Drawing on a speaking style that church leaders in Madagascar use to deliver moral homilies to their flocks-pacing the floor and regularly interspersing his lecture with asides in which he cleverly ventriloquized the perspective he was mocking—the Adventist speaker began to deliver the following speech:

The reason we should change our behavior is that we need to find a solution to the problem of AIDS. The Bible is our solution. Even if I am tired, I cannot rest but must teach you. Because AIDS is going to ruin Malagasy culture! People start talking about how to prevent AIDS in the streets [implying that it has led people to talk about sex publicly]. We are the "instantaneous generation." We need everything quickly! We need to finish things quickly! And when we go out with someone we need to sleep with them right away. And we use condoms so we can sleep with them right away. This is a sex-worshiping world [monde sexolatre]! We sell matches with sex, people are always half naked in the advertisements, we show people wearing their bathing suits on TV, and we have X-rated films now, when we never even used to watch people kiss on TV! We've become postmodern. We see something and we want it. We have the mentality of consumers. We buy girls, and we consume them. We use condoms for our pleasures. "Who should I sleep with now? [Scans the room eagerly, exaggerating the look of a sex-starved young man, eyes popping as he searches the crowd.] Bring on the next one." In the Song of Solomon it says how wonderful girls are! Even God says that it is good to sleep with women. But God said, "If you sleep with a woman you are of one flesh, not two." Because your mind becomes one with the person you have sex with.
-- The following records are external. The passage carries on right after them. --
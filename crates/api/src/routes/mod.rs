pub mod auth;
pub mod geo;
pub mod health;
pub mod listing;
pub mod user;
pub mod validation;

use axum::Router;

use crate::state::AppState;

/// Build the `/api` route tree.
///
/// Route hierarchy:
///
/// ```text
/// /auth/signup                      register (public)
/// /auth/login                       login (public)
/// /auth/refresh                     rotate refresh token (public)
/// /auth/logout                      revoke refresh token (public)
///
/// /listings                         browse (public), create (auth)
/// /listings/user/my-listings        caller's listings (auth)
/// /listings/{id}                    get (public), update, delete (owner or admin)
/// /listings/{id}/display            area and price in a chosen unit (public)
/// /listings/{id}/verify             set verified badge (admin)
///
/// /users/profile                    get, update own profile (auth)
/// /users/{id}/role                  change role (admin)
///
/// /cities/nearby                    catalog cities within a radius
/// /cities/nearest                   closest catalog city
///
/// /validate/listing                 dry-run listing validation
/// /validate/listing/rules           rule set for a property type
/// ```
pub fn api_routes() -> Router<AppState> {
    Router::new()
        .nest("/auth", auth::router())
        .nest("/listings", listing::router())
        .nest("/users", user::router())
        .nest("/cities", geo::router())
        .nest("/validate", validation::router())
}
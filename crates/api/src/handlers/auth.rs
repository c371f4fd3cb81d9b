//! Handlers for the `/auth` resource (signup, login, refresh, logout).

use axum::extract::State;
use axum::http::header::USER_AGENT;
use axum::http::{HeaderMap, StatusCode};
use axum::Json;
use propgo_core::error::CoreError;
use propgo_db::models::session::NewSession;
use propgo_db::models::user::{CreateUser, User, UserResponse};
use propgo_db::repositories::{SessionRepo, UserRepo};
use serde::{Deserialize, Serialize};
use validator::Validate;

use crate::auth::jwt::{hash_refresh_token, issue_access_token, RefreshToken};
use crate::auth::password::{hash_password, verify_password};
use crate::error::{AppError, AppResult};
use crate::state::AppState;

// ---------------------------------------------------------------------------
// Request / response types
// ---------------------------------------------------------------------------

/// Request body for `POST /auth/signup`.
#[derive(Debug, Deserialize, Validate)]
pub struct SignupRequest {
    #[validate(email(message = "Enter a valid email address."))]
    pub email: String,
    #[validate(length(min = 6, message = "Password must be at least 6 characters."))]
    pub password: String,
    #[validate(length(min = 1, message = "This field is required."))]
    pub name: String,
    #[validate(length(min = 1, message = "This field is required."))]
    pub phone: String,
}

/// Request body for `POST /auth/login`.
#[derive(Debug, Deserialize, Validate)]
pub struct LoginRequest {
    #[validate(length(min = 1, message = "This field is required."))]
    pub email: String,
    #[validate(length(min = 1, message = "This field is required."))]
    pub password: String,
}

/// Request body for `POST /auth/refresh` and `POST /auth/logout`.
#[derive(Debug, Deserialize)]
pub struct RefreshRequest {
    pub refresh_token: String,
}

/// Successful authentication response returned by signup, login, and refresh.
#[derive(Debug, Serialize)]
pub struct AuthResponse {
    pub access_token: String,
    pub refresh_token: String,
    /// Access token lifetime in seconds.
    pub expires_in: i64,
    pub user: UserResponse,
}

// ---------------------------------------------------------------------------
// Handlers
// ---------------------------------------------------------------------------

/// POST /api/auth/signup
///
/// Register a new account and sign it in. Returns 201 with tokens.
pub async fn signup(
    State(state): State<AppState>,
    headers: HeaderMap,
    Json(input): Json<SignupRequest>,
) -> AppResult<(StatusCode, Json<AuthResponse>)> {
    input.validate()?;

    let email = normalize_email(&input.email);
    if UserRepo::find_by_email(&state.pool, &email).await?.is_some() {
        return Err(AppError::Core(CoreError::Conflict(
            "An account with this email already exists".into(),
        )));
    }

    let password_hash = hash_password(&input.password)
        .map_err(|e| AppError::InternalError(format!("Password hashing error: {e}")))?;

    let user = UserRepo::create(
        &state.pool,
        &CreateUser {
            email,
            password_hash,
            name: input.name.trim().to_string(),
            phone: input.phone.trim().to_string(),
        },
    )
    .await?;

    tracing::info!(user_id = user.id, "User signed up");

    let response = start_session(&state, user, &headers).await?;
    Ok((StatusCode::CREATED, Json(response)))
}

/// POST /api/auth/login
///
/// Authenticate with email + password. Returns access and refresh tokens.
pub async fn login(
    State(state): State<AppState>,
    headers: HeaderMap,
    Json(input): Json<LoginRequest>,
) -> AppResult<Json<AuthResponse>> {
    input.validate()?;

    let invalid = || AppError::Core(CoreError::Unauthorized("Invalid email or password".into()));

    let user = UserRepo::find_by_email(&state.pool, &normalize_email(&input.email))
        .await?
        .ok_or_else(invalid)?;

    let password_valid = verify_password(&input.password, &user.password_hash)
        .map_err(|e| AppError::InternalError(format!("Password verification error: {e}")))?;
    if !password_valid {
        tracing::warn!(user_id = user.id, "Failed login attempt");
        return Err(invalid());
    }

    let response = start_session(&state, user, &headers).await?;
    Ok(Json(response))
}

/// POST /api/auth/refresh
///
/// Exchange a live refresh token for a new token pair. The presented token
/// is spent even if it is replayed concurrently.
pub async fn refresh(
    State(state): State<AppState>,
    headers: HeaderMap,
    Json(input): Json<RefreshRequest>,
) -> AppResult<Json<AuthResponse>> {
    let invalid = || {
        AppError::Core(CoreError::Unauthorized(
            "Invalid or expired refresh token".into(),
        ))
    };

    let next = RefreshToken::generate();
    let session = SessionRepo::rotate(
        &state.pool,
        &hash_refresh_token(&input.refresh_token),
        &new_session(&state, &next, &headers),
    )
    .await?
    .ok_or_else(invalid)?;

    let user = UserRepo::find_by_id(&state.pool, session.user_id)
        .await?
        .ok_or_else(|| AppError::Core(CoreError::Unauthorized("User no longer exists".into())))?;

    tracing::debug!(user_id = user.id, session_id = session.id, "Refresh token rotated");
    Ok(Json(auth_response(&state, user, next)?))
}

/// POST /api/auth/logout
///
/// Revoke the supplied refresh token. Unknown or already revoked tokens are
/// accepted so logout is idempotent. Returns 204 No Content.
pub async fn logout(
    State(state): State<AppState>,
    Json(input): Json<RefreshRequest>,
) -> AppResult<StatusCode> {
    let token_hash = hash_refresh_token(&input.refresh_token);
    match SessionRepo::revoke_by_hash(&state.pool, &token_hash).await? {
        Some(user_id) => tracing::info!(user_id, "Logged out"),
        None => tracing::debug!("Logout with an unknown or spent refresh token"),
    }
    Ok(StatusCode::NO_CONTENT)
}

// ---------------------------------------------------------------------------
// Helpers
// ---------------------------------------------------------------------------

fn normalize_email(email: &str) -> String {
    email.trim().to_lowercase()
}

/// Longest `User-Agent` kept on a session row.
const MAX_USER_AGENT_LEN: usize = 255;

/// The client's `User-Agent`, if it sent a readable one.
fn user_agent(headers: &HeaderMap) -> Option<String> {
    let agent = headers.get(USER_AGENT)?.to_str().ok()?.trim();
    if agent.is_empty() {
        return None;
    }
    Some(agent.chars().take(MAX_USER_AGENT_LEN).collect())
}

fn new_session(state: &AppState, token: &RefreshToken, headers: &HeaderMap) -> NewSession {
    NewSession {
        refresh_token_hash: token.hash.clone(),
        expires_at: state.config.jwt.refresh_expires_at(),
        user_agent: user_agent(headers),
    }
}

/// Persist a fresh session for `user` and answer with its token pair.
async fn start_session(state: &AppState, user: User, headers: &HeaderMap) -> AppResult<AuthResponse> {
    let refresh = RefreshToken::generate();
    SessionRepo::create(&state.pool, user.id, &new_session(state, &refresh, headers)).await?;
    auth_response(state, user, refresh)
}

fn auth_response(state: &AppState, user: User, refresh: RefreshToken) -> AppResult<AuthResponse> {
    let access_token = issue_access_token(user.id, user.role, &state.config.jwt)
        .map_err(|e| AppError::InternalError(format!("Token generation error: {e}")))?;

    Ok(AuthResponse {
        access_token,
        refresh_token: refresh.plaintext,
        expires_in: state.config.jwt.access_ttl_secs(),
        user: UserResponse::from(user),
    })
}
//! `GET /health`: liveness plus database reachability and schema version.
//!
//! Answers 200 when the database responds and 503 otherwise, so load
//! balancers can drain an instance that lost its database.

use std::time::Duration;

use axum::extract::State;
use axum::http::StatusCode;
use axum::{routing::get, Json, Router};
use serde::Serialize;

use crate::state::AppState;

/// Upper bound on the database round trip. The pool itself would keep
/// retrying a refused connection for its whole acquire timeout.
const DB_CHECK_TIMEOUT: Duration = Duration::from_secs(2);

#[derive(Debug, Serialize)]
pub struct HealthResponse {
    /// `"ok"` or `"degraded"`.
    pub status: &'static str,
    pub version: &'static str,
    pub database: DatabaseHealth,
}

#[derive(Debug, Serialize)]
#[serde(tag = "state", rename_all = "snake_case")]
pub enum DatabaseHealth {
    Up {
        /// Newest applied migration.
        schema_version: Option<i64>,
    },
    Unreachable,
}

async fn check_database(pool: &propgo_db::DbPool) -> DatabaseHealth {
    match tokio::time::timeout(DB_CHECK_TIMEOUT, propgo_db::schema_version(pool)).await {
        Ok(Ok(schema_version)) => DatabaseHealth::Up { schema_version },
        Ok(Err(e)) => {
            tracing::warn!(error = %e, "Health check query failed");
            DatabaseHealth::Unreachable
        }
        Err(_) => {
            tracing::warn!(timeout = ?DB_CHECK_TIMEOUT, "Health check timed out");
            DatabaseHealth::Unreachable
        }
    }
}

async fn health_check(State(state): State<AppState>) -> (StatusCode, Json<HealthResponse>) {
    let database = check_database(&state.pool).await;
    let (code, status) = match database {
        DatabaseHealth::Up { .. } => (StatusCode::OK, "ok"),
        DatabaseHealth::Unreachable => (StatusCode::SERVICE_UNAVAILABLE, "degraded"),
    };

    let body = HealthResponse {
        status,
        version: env!("CARGO_PKG_VERSION"),
        database,
    };
    (code, Json(body))
}

/// Mounted at the root, outside `/api`.
pub fn router() -> Router<AppState> {
    Router::new().route("/health", get(health_check))
}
So that means you should marry the person you sleep with. But the devil speaks, "Do it now [sleep with others] or you will be late" [behind the times or backward].

The speaker's lecture about the evils of unbridled consumption and the delights of sex within church-sanctioned marriage was hardly the only time the topics of sex and religion came up during my fieldwork. At dusk, in an area near the regional truck stop a few blocks from the Ministry of Sports and Youth, young women often milled about, waiting to be picked up by men. Along the strip of road that ran just parallel to the shore, where most of the large hotels and restaurants are, it was impossible to miss the young, scantily clad Malagasy women coupled with much older European men, sipping beer or whiskey in the early evening. All the Internet kiosks in town were filled with young women looking online for foreign men to establish relationships with. Sex, as a way of building social connections and gaining resources, seemed omnipresent.
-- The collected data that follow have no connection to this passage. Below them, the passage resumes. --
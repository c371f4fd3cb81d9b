//! PropGo API server library.
//!
//! Exposes the building blocks (config, state, error handling, routes) so
//! integration tests and the binary entrypoint can both access them.

pub mod auth;
pub mod config;
pub mod error;
pub mod handlers;
pub mod middleware;
pub mod response;
pub mod router;
pub mod routes;
pub mod state;
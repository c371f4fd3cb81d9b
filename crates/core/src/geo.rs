//! City catalog and great-circle distance lookups.

use serde::Serialize;

/// Mean Earth radius in kilometres.
pub const EARTH_RADIUS_KM: f64 = 6371.0;

/// Default search radius for [`nearby_cities`].
pub const DEFAULT_NEARBY_RADIUS_KM: f64 = 200.0;

#[derive(Debug, Clone, Copy, PartialEq, Serialize)]
pub struct City {
    pub name: &'static str,
    pub lat: f64,
    pub lon: f64,
}

pub const CITIES: [City; 10] = [
    City { name: "Mumbai", lat: 19.076, lon: 72.8777 },
    City { name: "Pune", lat: 18.5204, lon: 73.8567 },
    City { name: "Bengaluru", lat: 12.9716, lon: 77.5946 },
    City { name: "Hyderabad", lat: 17.385, lon: 78.4867 },
    City { name: "Noida", lat: 28.5355, lon: 77.3910 },
    City { name: "Delhi", lat: 28.7041, lon: 77.1025 },
    City { name: "Gurugram", lat: 28.4595, lon: 77.0266 },
    City { name: "Chennai", lat: 13.0827, lon: 80.2707 },
    City { name: "Kolkata", lat: 22.5726, lon: 88.3639 },
    City { name: "Ahmedabad", lat: 23.0225, lon: 72.5714 },
];

/// A catalog city with its distance from a query point.
#[derive(Debug, Clone, Copy, PartialEq, Serialize)]
pub struct NearbyCity {
    #[serde(flatten)]
    pub city: City,
    pub distance_km: f64,
}

/// Great-circle distance between two points given in decimal degrees.
pub fn haversine_km(lat1: f64, lon1: f64, lat2: f64, lon2: f64) -> f64 {
    let d_lat = (lat2 - lat1).to_radians();
    let d_lon = (lon2 - lon1).to_radians();
    let a = (d_lat / 2.0).sin().powi(2)
        + lat1.to_radians().cos() * lat2.to_radians().cos() * (d_lon / 2.0).sin().powi(2);
    let c = 2.0 * a.sqrt().atan2((1.0 - a).sqrt());
    EARTH_RADIUS_KM * c
}

/// Catalog cities within `max_distance_km` of the point, closest first.
pub fn nearby_cities(lat: f64, lon: f64, max_distance_km: f64) -> Vec<NearbyCity> {
    let mut cities: Vec<NearbyCity> = CITIES
        .iter()
        .map(|&city| NearbyCity {
            city,
            distance_km: haversine_km(lat, lon, city.lat, city.lon),
        })
        .filter(|c| c.distance_km <= max_distance_km)
        .collect();
    cities.sort_by(|a, b| a.distance_km.total_cmp(&b.distance_km));
    cities
}

/// The closest catalog city, regardless of distance.
pub fn nearest_city(lat: f64, lon: f64) -> Option<NearbyCity> {
    nearby_cities(lat, lon, f64::INFINITY).into_iter().next()
}

/// Whether `(lat, lon)` is a valid coordinate pair.
pub fn is_valid_coordinate(lat: f64, lon: f64) -> bool {
    (-90.0..=90.0).contains(&lat) && (-180.0..=180.0).contains(&lon)
}
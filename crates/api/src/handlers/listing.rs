//! Handlers for the `/listings` resource.
//!
//! Create and update run the submission through the listing rule set for
//! its property type; rule violations come back as a 400 with a per-field
//! `fields` map.

use axum::extract::rejection::{JsonRejection, QueryRejection};
use axum::extract::{Path, Query, State};
use axum::http::StatusCode;
use axum::Json;
use propgo_core::error::CoreError;
use propgo_core::listing::parse_listing;
use propgo_core::search::{ListingQuery, Pagination};
use propgo_core::types::DbId;
use propgo_core::units::{AreaDisplay, AreaUnit};
use propgo_core::validation::ValidationContext;
use propgo_db::models::listing::{Listing, ListingFields};
use propgo_db::repositories::listing_repo::ListingFilter;
use propgo_db::repositories::ListingRepo;
use serde::Deserialize;
use serde_json::{Map, Value};

use crate::error::{AppError, AppResult};
use crate::middleware::auth::AuthUser;
use crate::middleware::rbac::{ensure_owner_or_admin, RequireAdmin};
use crate::response::{DataResponse, PagedResponse};
use crate::state::AppState;

/// Query parameters for `GET /listings/{id}/display`.
#[derive(Debug, Deserialize)]
pub struct DisplayParams {
    /// Target unit; defaults to the unit the listing was entered in.
    pub unit: Option<AreaUnit>,
}

/// Request body for `PATCH /listings/{id}/verify`.
#[derive(Debug, Deserialize)]
pub struct VerifyRequest {
    pub verified: bool,
}

/// GET /api/listings
///
/// Public browse with filters and pagination.
pub async fn list_listings(
    State(state): State<AppState>,
    query: Result<Query<ListingQuery>, QueryRejection>,
) -> AppResult<Json<PagedResponse<Listing>>> {
    let Query(query) = query?;
    let filter = ListingFilter::from(&query);
    let (page, limit) = (query.page(), query.limit());

    let (listings, total) = ListingRepo::list(&state.pool, &filter, limit, query.offset()).await?;

    Ok(Json(PagedResponse {
        data: listings,
        pagination: Pagination::new(total, page, limit),
    }))
}

/// GET /api/listings/{id}
pub async fn get_listing(
    State(state): State<AppState>,
    Path(id): Path<DbId>,
) -> AppResult<Json<DataResponse<Listing>>> {
    let listing = find_listing(&state, id).await?;
    Ok(Json(DataResponse { data: listing }))
}

/// GET /api/listings/{id}/display?unit=
///
/// Area and price of a listing expressed in one unit.
pub async fn display_listing(
    State(state): State<AppState>,
    Path(id): Path<DbId>,
    params: Result<Query<DisplayParams>, QueryRejection>,
) -> AppResult<Json<DataResponse<AreaDisplay>>> {
    let Query(params) = params?;
    let listing = find_listing(&state, id).await?;

    let unit = match params.unit {
        Some(unit) => unit,
        None => listing.area_unit.parse::<AreaUnit>()?,
    };

    Ok(Json(DataResponse {
        data: listing.display_in(unit),
    }))
}

/// POST /api/listings
///
/// Validate and create a listing owned by the caller. Returns 201.
pub async fn create_listing(
    State(state): State<AppState>,
    user: AuthUser,
    payload: Result<Json<Map<String, Value>>, JsonRejection>,
) -> AppResult<(StatusCode, Json<DataResponse<Listing>>)> {
    let Json(values) = payload?;

    let draft = parse_listing(&values, &ValidationContext::now())?;
    let fields = ListingFields::from_draft(&draft)?;
    let listing = ListingRepo::create(&state.pool, user.user_id, &fields).await?;

    tracing::info!(
        listing_id = listing.id,
        owner_id = user.user_id,
        type_of_property = %listing.type_of_property,
        "Listing created"
    );

    Ok((StatusCode::CREATED, Json(DataResponse { data: listing })))
}

/// PUT /api/listings/{id}
///
/// Merge the submitted fields over the stored listing and validate the
/// result as a whole. Owner or admin only.
pub async fn update_listing(
    State(state): State<AppState>,
    user: AuthUser,
    Path(id): Path<DbId>,
    payload: Result<Json<Map<String, Value>>, JsonRejection>,
) -> AppResult<Json<DataResponse<Listing>>> {
    let Json(patch) = payload?;
    let existing = find_listing(&state, id).await?;
    ensure_owner_or_admin(&user, existing.owner_id)?;

    let mut values = existing.form_values();
    values.extend(patch);

    let draft = parse_listing(&values, &ValidationContext::now())?;
    let fields = ListingFields::from_draft(&draft)?;
    let listing = ListingRepo::update(&state.pool, id, &fields)
        .await?
        .ok_or(AppError::Core(CoreError::NotFound {
            entity: "Listing",
            id,
        }))?;

    tracing::info!(listing_id = id, user_id = user.user_id, "Listing updated");

    Ok(Json(DataResponse { data: listing }))
}

/// DELETE /api/listings/{id}
///
/// Owner or admin only. Returns 204 No Content.
pub async fn delete_listing(
    State(state): State<AppState>,
    user: AuthUser,
    Path(id): Path<DbId>,
) -> AppResult<StatusCode> {
    let existing = find_listing(&state, id).await?;
    ensure_owner_or_admin(&user, existing.owner_id)?;

    if !ListingRepo::delete(&state.pool, id).await? {
        return Err(AppError::Core(CoreError::NotFound {
            entity: "Listing",
            id,
        }));
    }

    tracing::info!(listing_id = id, user_id = user.user_id, "Listing deleted");
    Ok(StatusCode::NO_CONTENT)
}

/// GET /api/listings/user/my-listings
pub async fn my_listings(
    State(state): State<AppState>,
    user: AuthUser,
) -> AppResult<Json<DataResponse<Vec<Listing>>>> {
    let listings = ListingRepo::list_by_owner(&state.pool, user.user_id).await?;
    Ok(Json(DataResponse { data: listings }))
}

/// PATCH /api/listings/{id}/verify
///
/// Set or clear the verified badge. Admin only.
pub async fn verify_listing(
    State(state): State<AppState>,
    RequireAdmin(admin): RequireAdmin,
    Path(id): Path<DbId>,
    Json(input): Json<VerifyRequest>,
) -> AppResult<Json<DataResponse<Listing>>> {
    let listing = ListingRepo::set_verified(&state.pool, id, input.verified)
        .await?
        .ok_or(AppError::Core(CoreError::NotFound {
            entity: "Listing",
            id,
        }))?;

    tracing::info!(
        listing_id = id,
        admin_id = admin.user_id,
        verified = input.verified,
        "Listing verification changed"
    );

    Ok(Json(DataResponse { data: listing }))
}

async fn find_listing(state: &AppState, id: DbId) -> AppResult<Listing> {
    ListingRepo::find_by_id(&state.pool, id)
        .await?
        .ok_or(AppError::Core(CoreError::NotFound {
            entity: "Listing",
            id,
        }))
}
Yet such activities blatantly contradicted the position the speaker had been preaching, with his allusions to the Bible and his demands for abstinence. His rhetoric bespoke an explosion of new religious enterprises that appeared to use very different, religiously motivated, strategies for earning a livelihood and building a life. Although a Catholic cathedral and several Protestant edifices had been part of the Tamatavian landscape for decades, several huge Pentecostal churches had sprung up over the 1990s, two of them the size of airplane hangars. On Wednesday evenings and throughout the day on Sunday, I frequently encountered groups of soberly clad men and women making their way to and from these churches. When the pastor of one of the Pentecostal churches died, the road through a middle-class neighborhood was so clogged by his funeral procession that traffic came to a standstill. For many Tamatavians, Pentecostal churches offer an attractive life option.

I doubt the homily delivered at the Ministry of Sports and Youth persuaded many in the audience to abstain from sex until marriage or to remain faithful to their partners, though everyone seemed entertained. Yet if the man's speech failed to convince his listeners that day, his viewpoint nevertheless resonated with many urbanites' sense of what was wrong with life in urban Madagascar in general, and Tamatave in particular. Whether in the newspapers or in day-to-day discussions heard around town, people who came from very different social positions expressed their concern about the issues he touched on. All these different actors also criticized the way the inhabitants of Tamatave had responded to the opening of Madagascar to an aggressive form of consumerist capitalism after almost twenty years of state socialism and comparative isolation.

Repeatedly, laments centered on the "problem" of "youth." One newspaper article, headlined "Malagasy Youth, Don't Throw Away Your Culture," warned: "There are many things coming here from around the world, bringing progress—like computers, new ways of dressing, etc. Youth are most touched by those changes because they really appreciate new things! And starting then we have begun to lose our Malagasy culture. The majority of youth, they are immediately seduced by the new culture coming from outside and they forget the culture of their elders" (Tribune de Madagascar, March 15, 1995, 9).

Yet another newspaper article spoke directly about the scandalous behavior taking place in Tamatave. The author described walking into an unnamed nightclub where he was distressed to find "things the day shouldn't see! The worst was this: girls of 13, 14, 15 years old—some just growing breasts. Men were giving them more liquor to drink than one can imagine. The Malagasy youth of Tamatave are ruined. Something must be done" (Tribune de Madagascar, March 22, 1995, 6).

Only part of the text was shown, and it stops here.